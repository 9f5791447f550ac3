//! # Command and Reply Header Namespaces
//!
//! Commands carry their routing metadata in `command_`-prefixed headers.
//! Replies echo every command-prefixed header back under the
//! `commandreply_` prefix, plus an in-reply-to header carrying the inbound
//! message id, so the orchestrator can correlate each reply to its request.

use std::collections::HashMap;

use crate::messaging::headers as message_headers;

/// Prefix shared by all command-scoped headers
pub const COMMAND_HEADER_PREFIX: &str = "command_";
/// Command-type tag used for handler routing
pub const COMMAND_TYPE: &str = "command_type";
/// Concrete resource path the command addresses
pub const RESOURCE: &str = "command_resource";
/// Channel the reply should be sent to
pub const REPLY_TO: &str = "command_reply_to";

/// Prefix for command headers echoed onto replies
pub const REPLY_HEADER_PREFIX: &str = "commandreply_";
/// Reply header carrying the id of the command message being answered
pub const IN_REPLY_TO: &str = "reply_to_message_id";

/// Re-namespace a command header key into the reply namespace
///
/// Keys without the command prefix are returned unchanged.
pub fn in_reply(command_header: &str) -> String {
    match command_header.strip_prefix(COMMAND_HEADER_PREFIX) {
        Some(rest) => format!("{REPLY_HEADER_PREFIX}{rest}"),
        None => command_header.to_string(),
    }
}

/// Derive the correlation headers for every reply to the given command
///
/// Each inbound `command_*` header is copied under the reply prefix with its
/// value unchanged, and [`IN_REPLY_TO`] is set to the inbound message id.
pub fn correlation_headers(
    inbound_headers: &HashMap<String, String>,
    message_id: &str,
) -> HashMap<String, String> {
    let mut correlated: HashMap<String, String> = inbound_headers
        .iter()
        .filter(|(key, _)| key.starts_with(COMMAND_HEADER_PREFIX))
        .map(|(key, value)| (in_reply(key), value.clone()))
        .collect();
    correlated.insert(IN_REPLY_TO.to_string(), message_id.to_string());
    correlated
}

/// Convenience for the security-token header name on the message level
pub const SECURITY_TOKEN: &str = message_headers::SECURITY_TOKEN;

#[cfg(test)]
mod tests {
    use super::*;

    #[test]
    fn test_in_reply_swaps_prefix() {
        assert_eq!(in_reply("command_saga_id"), "commandreply_saga_id");
        assert_eq!(in_reply("command_type"), "commandreply_type");
    }

    #[test]
    fn test_in_reply_leaves_other_keys_alone() {
        assert_eq!(in_reply("message_id"), "message_id");
    }

    #[test]
    fn test_correlation_headers_copy_command_subset() {
        let inbound = HashMap::from([
            ("command_saga_id".to_string(), "saga-9".to_string()),
            ("command_type".to_string(), "CreateOrder".to_string()),
            ("message_id".to_string(), "msg-1".to_string()),
            ("unrelated".to_string(), "x".to_string()),
        ]);

        let correlated = correlation_headers(&inbound, "msg-1");

        assert_eq!(correlated.get("commandreply_saga_id").unwrap(), "saga-9");
        assert_eq!(correlated.get("commandreply_type").unwrap(), "CreateOrder");
        assert_eq!(correlated.get(IN_REPLY_TO).unwrap(), "msg-1");
        assert!(!correlated.contains_key("unrelated"));
        assert!(!correlated.contains_key("message_id"));
        assert_eq!(correlated.len(), 3);
    }
}
use crate::config::ClientConfig;
use crate::error::{JuzuError, Result};
use crate::stream::{self, ResponseHandler};
use crate::transport::GrpcStreamOpener;
use log::{debug, info};
use service_protos::juzu_client::JuzuClient;
use service_protos::{DiarizationConfig, DiarizationResponse, ListModelsResponse, VersionResponse};
use tokio::io::AsyncRead;
use tokio::sync::mpsc;
use tokio::task::JoinHandle;
use tonic::transport::{Certificate, Channel, ClientTlsConfig, Endpoint, Identity};

/// Client for a juzu diarization server.
///
/// Cloning is cheap and clones share one connection; all methods may be
/// called concurrently.
#[derive(Debug, Clone)]
pub struct Client {
    juzu: JuzuClient<Channel>,
    streaming_buffer_size: usize,
}

impl Client {
    /// Connects to the server at `addr` (`host:port`, or a full URI).
    ///
    /// The connection is established before returning, bounded by the
    /// configured connect timeout.
    pub async fn connect(addr: &str, config: ClientConfig) -> Result<Self> {
        config.validate()?;

        let uri = if addr.contains("://") {
            addr.to_string()
        } else if config.insecure {
            format!("http://{addr}")
        } else {
            format!("https://{addr}")
        };

        let mut endpoint = Endpoint::from_shared(uri)
            .map_err(|e| JuzuError::InvalidConfig(format!("invalid server address '{addr}': {e}")))?
            .connect_timeout(config.connect_timeout)
            .http2_keep_alive_interval(config.keepalive_interval)
            .keep_alive_timeout(config.keepalive_timeout)
            .keep_alive_while_idle(true);

        if !config.insecure {
            endpoint = endpoint.tls_config(tls_config(&config))?;
        }

        info!("🔌 Connecting to juzu server at {}", addr);
        let channel = tokio::time::timeout(config.connect_timeout, endpoint.connect())
            .await
            .map_err(|_| JuzuError::ConnectTimeout {
                addr: addr.to_string(),
                timeout: config.connect_timeout,
            })??;
        debug!("Connected to {}", addr);

        Ok(Self::from_channel(channel, config.streaming_buffer_size))
    }

    /// Wraps an already established channel.
    pub fn from_channel(channel: Channel, streaming_buffer_size: usize) -> Self {
        Self {
            juzu: JuzuClient::new(channel),
            streaming_buffer_size,
        }
    }

    /// Queries the server for its version.
    pub async fn version(&self) -> Result<VersionResponse> {
        let mut juzu = self.juzu.clone();
        Ok(juzu.version(()).await?.into_inner())
    }

    /// Lists the diarization models available on the server.
    pub async fn list_models(&self) -> Result<ListModelsResponse> {
        let mut juzu = self.juzu.clone();
        Ok(juzu.list_models(()).await?.into_inner())
    }

    /// Diarizes `audio` over a bidirectional stream.
    ///
    /// `config` is sent first, then audio in chunks of the configured
    /// streaming buffer size. Every response from the server is passed to
    /// `handler` as it arrives. Returns after the last result has been
    /// handled, or with the first error either direction ran into.
    pub async fn streaming_diarize<R, H>(
        &self,
        config: DiarizationConfig,
        audio: R,
        handler: &mut H,
    ) -> Result<()>
    where
        R: AsyncRead + Unpin + Send + 'static,
        H: ResponseHandler + ?Sized,
    {
        let mut opener = GrpcStreamOpener::new(self.juzu.clone());
        stream::run(
            &mut opener,
            config,
            audio,
            handler,
            self.streaming_buffer_size,
        )
        .await
    }

    /// Like [`Client::streaming_diarize`], but delivers responses through a
    /// channel. The channel closes when the call ends; the handle yields the
    /// call's outcome.
    pub fn streaming_diarize_channel<R>(
        &self,
        config: DiarizationConfig,
        audio: R,
    ) -> (
        mpsc::UnboundedReceiver<DiarizationResponse>,
        JoinHandle<Result<()>>,
    )
    where
        R: AsyncRead + Unpin + Send + 'static,
    {
        let (mut tx, rx) = mpsc::unbounded_channel();
        let client = self.clone();
        let handle =
            tokio::spawn(async move { client.streaming_diarize(config, audio, &mut tx).await });
        (rx, handle)
    }
}

fn tls_config(config: &ClientConfig) -> ClientTlsConfig {
    let mut tls = ClientTlsConfig::new();
    tls = match &config.server_cert_pem {
        Some(pem) => tls.ca_certificate(Certificate::from_pem(pem)),
        None => tls.with_native_roots(),
    };
    if let Some(identity) = &config.client_identity {
        tls = tls.identity(Identity::from_pem(&identity.cert_pem, &identity.key_pem));
    }
    tls
}

#[cfg(test)]
mod tests {
    use super::*;
    use std::time::Duration;

    #[tokio::test]
    async fn test_invalid_address() {
        let config = ClientConfig::default().with_insecure();
        let err = Client::connect("not a uri", config).await.unwrap_err();
        assert!(matches!(err, JuzuError::InvalidConfig(_)));
    }

    #[tokio::test]
    async fn test_unreachable_server() {
        let config = ClientConfig::default()
            .with_insecure()
            .with_connect_timeout(Duration::from_millis(200));
        assert!(Client::connect("wrong_localhost:2727", config).await.is_err());
    }

    #[tokio::test]
    async fn test_invalid_config_rejected_before_dialing() {
        let mut config = ClientConfig::default().with_insecure();
        config.streaming_buffer_size = 0;
        let err = Client::connect("localhost:2727", config).await.unwrap_err();
        assert!(matches!(err, JuzuError::InvalidConfig(_)));
    }
}
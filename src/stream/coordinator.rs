use super::{collect, feed, ResponseHandler, StreamOpener};
use crate::error::{JuzuError, Result};
use log::{debug, error, info};
use service_protos::DiarizationConfig;
use tokio::io::AsyncRead;
use tokio::sync::mpsc;
use tokio_util::task::AbortOnDropHandle;

/// Runs one streaming diarization call to completion.
///
/// Audio is fed from a spawned task while responses are collected on the
/// calling task; `handler` sees every response, in order. Returns once the
/// server has closed the stream and the feeder has finished.
///
/// Both directions of a broken call usually fail together (a connection reset
/// shows up on send and on receive), so only the first error recorded is
/// returned and any other is discarded. Results already handed to `handler`
/// before a failure stay delivered.
///
/// A call the transport could not start fails with
/// [`JuzuError::OpenFailed`], like a failed open, and the feeder is aborted.
///
/// Dropping the returned future cancels the call and aborts the feeder.
pub async fn run<O, R, H>(
    opener: &mut O,
    config: DiarizationConfig,
    audio: R,
    handler: &mut H,
    chunk_size: usize,
) -> Result<()>
where
    O: StreamOpener + ?Sized,
    R: AsyncRead + Unpin + Send + 'static,
    H: ResponseHandler + ?Sized,
{
    let (mut sink, mut source) = opener.open().await.map_err(|e| match e {
        JuzuError::OpenFailed(_) => e,
        other => JuzuError::OpenFailed(Box::new(other)),
    })?;
    info!(
        "🎙️ Streaming diarization started (model '{}', {} byte chunks)",
        config.model_id, chunk_size
    );

    // One slot per side: each records at most one error, so sends never block.
    let (err_tx, mut err_rx) = mpsc::channel::<JuzuError>(2);

    let feeder_err_tx = err_tx.clone();
    let feeder = AbortOnDropHandle::new(tokio::spawn(async move {
        let mut audio = audio;
        match feed(&mut sink, config, &mut audio, chunk_size).await {
            Ok(summary) => debug!("Feeder finished: {:?}", summary),
            Err(e) => {
                debug!("Feeder failed: {}", e);
                let _ = feeder_err_tx.try_send(e);
            }
        }
    }));

    match collect(&mut source, handler).await {
        Ok(received) => info!("📥 Server closed the stream after {} responses", received),
        Err(e @ JuzuError::OpenFailed(_)) => {
            // Nothing the feeder queued reached the server.
            feeder.abort();
            error!("{}", e);
            return Err(e);
        }
        Err(e) => {
            debug!("Collector failed: {}", e);
            let _ = err_tx.try_send(e);
        }
    }

    // A panicking feeder never reached its own send, so the slot is free.
    if let Err(e) = feeder.await {
        let _ = err_tx.try_send(e.into());
    }
    drop(err_tx);

    match err_rx.try_recv() {
        Ok(err) => {
            error!("Streaming diarization failed: {}", err);
            Err(JuzuError::StreamingFailed(Box::new(err)))
        }
        Err(_) => Ok(()),
    }
}
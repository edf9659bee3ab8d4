use std::time::Duration;
use thiserror::Error;

pub type Result<T> = std::result::Result<T, JuzuError>;

#[derive(Error, Debug)]
pub enum JuzuError {
    #[error("Invalid configuration: {0}")]
    InvalidConfig(String),

    #[error("TLS error: {0}")]
    Tls(String),

    #[error("Unable to create a client: {0}")]
    Connect(#[from] tonic::transport::Error),

    #[error("Timed out connecting to {addr} after {timeout:?}")]
    ConnectTimeout { addr: String, timeout: Duration },

    #[error("RPC failed: {0}")]
    Status(#[from] tonic::Status),

    #[error("IO error: {0}")]
    Io(#[from] std::io::Error),

    /// The outbound half can no longer deliver messages because the call has
    /// already ended. The call's actual status is reported on the inbound half.
    #[error("Stream closed by peer")]
    StreamClosed,

    #[error("Streaming task failed: {0}")]
    Task(String),

    #[error("Unable to start streaming diarization: {0}")]
    OpenFailed(Box<JuzuError>),

    #[error("Streaming diarization failed: {0}")]
    StreamingFailed(Box<JuzuError>),
}

impl JuzuError {
    pub fn is_stream_closed(&self) -> bool {
        matches!(self, JuzuError::StreamClosed)
    }

    /// The innermost error, with the session wrappers removed.
    pub fn root_cause(&self) -> &JuzuError {
        match self {
            JuzuError::OpenFailed(inner) | JuzuError::StreamingFailed(inner) => inner.root_cause(),
            other => other,
        }
    }
}

impl From<tokio::task::JoinError> for JuzuError {
    fn from(err: tokio::task::JoinError) -> Self {
        JuzuError::Task(err.to_string())
    }
}
//! Scripted stream halves for exercising the feeder, collector and
//! coordinator without a server.

use super::{RequestSink, ResponseSource, StreamOpener};
use crate::error::{JuzuError, Result};
use async_trait::async_trait;
use service_protos::{DiarizationResponse, DiarizationResult, Segment, StreamingDiarizeRequest};
use std::collections::VecDeque;
use std::sync::{Arc, Mutex};
use tokio::sync::watch;

pub(crate) fn network_error(message: &str) -> JuzuError {
    JuzuError::Status(tonic::Status::unavailable(message.to_string()))
}

pub(crate) fn two_speaker_response() -> DiarizationResponse {
    DiarizationResponse {
        results: vec![DiarizationResult {
            speaker_labels: vec!["0".to_string(), "1".to_string()],
            is_partial: false,
            segments: vec![
                Segment {
                    speaker_label: "0".to_string(),
                    transcript: "Hello".to_string(),
                    ..Default::default()
                },
                Segment {
                    speaker_label: "1".to_string(),
                    transcript: "Goodbye".to_string(),
                    ..Default::default()
                },
            ],
        }],
    }
}

/// What a [`ScriptedSink`] observed, shared with the test body.
#[derive(Clone, Default)]
pub(crate) struct SinkLog {
    requests: Arc<Mutex<Vec<StreamingDiarizeRequest>>>,
    close_calls: Arc<Mutex<usize>>,
}

impl SinkLog {
    pub fn requests(&self) -> Vec<StreamingDiarizeRequest> {
        self.requests.lock().unwrap().clone()
    }

    pub fn audio_chunks(&self) -> Vec<Vec<u8>> {
        self.requests()
            .iter()
            .filter_map(|r| r.get_audio().map(|a| a.data.clone()))
            .collect()
    }

    pub fn close_calls(&self) -> usize {
        *self.close_calls.lock().unwrap()
    }
}

/// Records every request; can be told to fail a given send or the half-close.
pub(crate) struct ScriptedSink {
    log: SinkLog,
    sends: usize,
    fail_send_at: Option<usize>,
    peer_closed_at: Option<usize>,
    stall_send_at: Option<usize>,
    fail_close: bool,
    half_closed: watch::Sender<bool>,
}

impl ScriptedSink {
    pub fn new() -> (Self, SinkLog, watch::Receiver<bool>) {
        let log = SinkLog::default();
        let (half_closed, closed_rx) = watch::channel(false);
        let sink = Self {
            log: log.clone(),
            sends: 0,
            fail_send_at: None,
            peer_closed_at: None,
            stall_send_at: None,
            fail_close: false,
            half_closed,
        };
        (sink, log, closed_rx)
    }

    /// The send with this zero-based index fails with a network error.
    pub fn fail_send_at(mut self, index: usize) -> Self {
        self.fail_send_at = Some(index);
        self
    }

    /// The send with this index reports that the peer has ended the call.
    pub fn peer_closed_at(mut self, index: usize) -> Self {
        self.peer_closed_at = Some(index);
        self
    }

    /// The send with this index never completes, like a peer that stopped
    /// reading.
    pub fn stall_send_at(mut self, index: usize) -> Self {
        self.stall_send_at = Some(index);
        self
    }

    pub fn fail_close(mut self) -> Self {
        self.fail_close = true;
        self
    }
}

#[async_trait]
impl RequestSink for ScriptedSink {
    async fn send(&mut self, request: StreamingDiarizeRequest) -> Result<()> {
        let index = self.sends;
        self.sends += 1;
        if self.fail_send_at == Some(index) {
            return Err(network_error("network is unreachable"));
        }
        if self.peer_closed_at == Some(index) {
            return Err(JuzuError::StreamClosed);
        }
        if self.stall_send_at == Some(index) {
            std::future::pending::<()>().await;
        }
        self.log.requests.lock().unwrap().push(request);
        Ok(())
    }

    async fn close_send(&mut self) -> Result<()> {
        *self.log.close_calls.lock().unwrap() += 1;
        if self.fail_close {
            return Err(network_error("half-close failed"));
        }
        let _ = self.half_closed.send(true);
        Ok(())
    }
}

pub(crate) enum Step {
    Respond(DiarizationResponse),
    Fail(&'static str),
    /// The call could not be started; reported on the first receive.
    NotStarted(&'static str),
}

/// Plays back a fixed script, then reports end of stream.
pub(crate) struct ScriptedSource {
    steps: VecDeque<Step>,
    wait_for_half_close: Option<watch::Receiver<bool>>,
}

impl ScriptedSource {
    pub fn new(steps: Vec<Step>) -> Self {
        Self {
            steps: steps.into(),
            wait_for_half_close: None,
        }
    }

    /// Like a real server: nothing is returned until the client half-closes.
    /// If the outbound half is dropped without closing, the call fails.
    pub fn after_half_close(mut self, closed: watch::Receiver<bool>) -> Self {
        self.wait_for_half_close = Some(closed);
        self
    }
}

#[async_trait]
impl ResponseSource for ScriptedSource {
    async fn recv(&mut self) -> Result<Option<DiarizationResponse>> {
        if let Some(mut closed) = self.wait_for_half_close.take() {
            if closed.wait_for(|c| *c).await.is_err() {
                return Err(network_error("connection reset"));
            }
        }
        match self.steps.pop_front() {
            Some(Step::Respond(response)) => Ok(Some(response)),
            Some(Step::Fail(message)) => Err(network_error(message)),
            Some(Step::NotStarted(message)) => {
                Err(JuzuError::OpenFailed(Box::new(network_error(message))))
            }
            None => Ok(None),
        }
    }
}

pub(crate) struct ScriptedOpener {
    halves: Option<(ScriptedSink, ScriptedSource)>,
    open_error: Option<&'static str>,
}

impl ScriptedOpener {
    pub fn new(sink: ScriptedSink, source: ScriptedSource) -> Self {
        Self {
            halves: Some((sink, source)),
            open_error: None,
        }
    }

    pub fn failing(message: &'static str) -> Self {
        Self {
            halves: None,
            open_error: Some(message),
        }
    }
}

#[async_trait]
impl StreamOpener for ScriptedOpener {
    type Sink = ScriptedSink;
    type Source = ScriptedSource;

    async fn open(&mut self) -> Result<(ScriptedSink, ScriptedSource)> {
        if let Some(message) = self.open_error {
            return Err(network_error(message));
        }
        self.halves
            .take()
            .ok_or_else(|| JuzuError::Task("stream already opened".to_string()))
    }
}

→ PROBLEM: Output all lines from the beginning of the data up to the line holding "to its request.", that line included, exactly as written.

→ WRITTEN REPLY:
repository 9f5791447f550ac3
//! # Command and Reply Header Namespaces
//!
//! Commands carry their routing metadata in `command_`-prefixed headers.
//! Replies echo every command-prefixed header back under the
//! `commandreply_` prefix, plus an in-reply-to header carrying the inbound
//! message id, so the orchestrator can correlate each reply to its request.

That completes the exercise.